<<<<

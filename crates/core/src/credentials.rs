//! Password hashing and bearer-token material.
//!
//! Passwords are stored as Argon2id PHC strings with a per-record random salt.
//! Bearer and reset tokens are random 256-bit values handed to the client once;
//! only their SHA-256 digest is persisted.

use argon2::password_hash::{PasswordHash, PasswordHasher, PasswordVerifier, SaltString};
use argon2::Argon2;
use chrono::{DateTime, Duration, Utc};
use rand::RngCore;
use secrecy::{ExposeSecret, SecretString};
use sha2::{Digest, Sha256};

use crate::errors::ApplicationError;

const TOKEN_BYTES: usize = 32;
const SALT_BYTES: usize = 16;

pub fn hash_password(password: &SecretString) -> Result<String, ApplicationError> {
    let mut salt_bytes = [0_u8; SALT_BYTES];
    rand::thread_rng().fill_bytes(&mut salt_bytes);
    let salt = SaltString::encode_b64(&salt_bytes)
        .map_err(|error| ApplicationError::Integration(format!("salt encoding failed: {error}")))?;

    Argon2::default()
        .hash_password(password.expose_secret().as_bytes(), &salt)
        .map(|hash| hash.to_string())
        .map_err(|error| ApplicationError::Integration(format!("password hashing failed: {error}")))
}

/// False for a wrong password and for an unparseable stored hash.
pub fn verify_password(password: &SecretString, stored_hash: &str) -> bool {
    let Ok(parsed) = PasswordHash::new(stored_hash) else {
        return false;
    };
    Argon2::default().verify_password(password.expose_secret().as_bytes(), &parsed).is_ok()
}

/// A freshly minted token. `token` goes to the client, `digest` to storage.
#[derive(Debug)]
pub struct IssuedToken {
    pub token: SecretString,
    pub digest: String,
}

pub fn issue_token() -> IssuedToken {
    let mut bytes = [0_u8; TOKEN_BYTES];
    rand::thread_rng().fill_bytes(&mut bytes);
    let token = to_hex(&bytes);
    let digest = token_digest(&token);
    IssuedToken { token: SecretString::from(token), digest }
}

pub fn token_digest(token: &str) -> String {
    to_hex(&Sha256::digest(token.as_bytes()))
}

fn to_hex(bytes: &[u8]) -> String {
    bytes.iter().map(|byte| format!("{byte:02x}")).collect()
}

/// Lifetimes for sessions and password-reset tokens.
#[derive(Clone, Copy, Debug, PartialEq, Eq)]
pub struct SessionPolicy {
    pub session_ttl: Duration,
    pub remember_me_ttl: Duration,
    pub reset_token_ttl: Duration,
}

impl Default for SessionPolicy {
    fn default() -> Self {
        Self {
            session_ttl: Duration::hours(24),
            remember_me_ttl: Duration::days(30),
            reset_token_ttl: Duration::minutes(60),
        }
    }
}

impl SessionPolicy {
    pub fn session_ttl(&self, remember_me: bool) -> Duration {
        if remember_me {
            self.remember_me_ttl
        } else {
            self.session_ttl
        }
    }

    pub fn session_expiry(&self, issued_at: DateTime<Utc>, remember_me: bool) -> DateTime<Utc> {
        issued_at + self.session_ttl(remember_me)
    }

    pub fn reset_expiry(&self, issued_at: DateTime<Utc>) -> DateTime<Utc> {
        issued_at + self.reset_token_ttl
    }
}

>>>>

Every entry needs to be retyped exactly.

filename crates/core/src/credentials.rs
//! Password hashing and bearer-token material.
//!
//! Passwords are stored as Argon2id PHC strings with a per-record random salt.
//! Bearer and reset tokens are random 256-bit values handed to the client once;
//! only their SHA-256 digest is persisted.

use argon2::password_hash::{PasswordHash, PasswordHasher, PasswordVerifier, SaltString};
use argon2::Argon2;
use chrono::{DateTime, Duration, Utc};
use rand::RngCore;
use secrecy::{ExposeSecret, SecretString};
use sha2::{Digest, Sha256};

use crate::errors::ApplicationError;

const TOKEN_BYTES: usize = 32;
const SALT_BYTES: usize = 16;

pub fn hash_password(password: &SecretString) -> Result<String, ApplicationError> {
    let mut salt_bytes = [0_u8; SALT_BYTES];
    rand::thread_rng().fill_bytes(&mut salt_bytes);
    let salt = SaltString::encode_b64(&salt_bytes)
        .map_err(|error| ApplicationError::Integration(format!("salt encoding failed: {error}")))?;

    Argon2::default()
        .hash_password(password.expose_secret().as_bytes(), &salt)
        .map(|hash| hash.to_string())
        .map_err(|error| ApplicationError::Integration(format!("password hashing failed: {error}")))
}

/// False for a wrong password and for an unparseable stored hash.
pub fn verify_password(password: &SecretString, stored_hash: &str) -> bool {
    let Ok(parsed) = PasswordHash::new(stored_hash) else {
        return false;
    };
    Argon2::default().verify_password(password.expose_secret().as_bytes(), &parsed).is_ok()
}

/// A freshly minted token. `token` goes to the client, `digest` to storage.
#[derive(Debug)]
pub struct IssuedToken {
    pub token: SecretString,
    pub digest: String,
}

pub fn issue_token() -> IssuedToken {
    let mut bytes = [0_u8; TOKEN_BYTES];
    rand::thread_rng().fill_bytes(&mut bytes);
    let token = to_hex(&bytes);
    let digest = token_digest(&token);
    IssuedToken { token: SecretString::from(token), digest }
}

pub fn token_digest(token: &str) -> String {
    to_hex(&Sha256::digest(token.as_bytes()))
}

fn to_hex(bytes: &[u8]) -> String {
    bytes.iter().map(|byte| format!("{byte:02x}")).collect()
}

/// Lifetimes for sessions and password-reset tokens.
#[derive(Clone, Copy, Debug, PartialEq, Eq)]
pub struct SessionPolicy {
    pub session_ttl: Duration,
    pub remember_me_ttl: Duration,
    pub reset_token_ttl: Duration,
}

impl Default for SessionPolicy {
    fn default() -> Self {
        Self {
            session_ttl: Duration::hours(24),
            remember_me_ttl: Duration::days(30),
            reset_token_ttl: Duration::minutes(60),
        }
    }
}

impl SessionPolicy {
    pub fn session_ttl(&self, remember_me: bool) -> Duration {
        if remember_me {
            self.remember_me_ttl
        } else {
            self.session_ttl
        }
    }

    pub fn session_expiry(&self, issued_at: DateTime<Utc>, remember_me: bool) -> DateTime<Utc> {
        issued_at + self.session_ttl(remember_me)
    }

    pub fn reset_expiry(&self, issued_at: DateTime<Utc>) -> DateTime<Utc> {
        issued_at + self.reset_token_ttl
    }
}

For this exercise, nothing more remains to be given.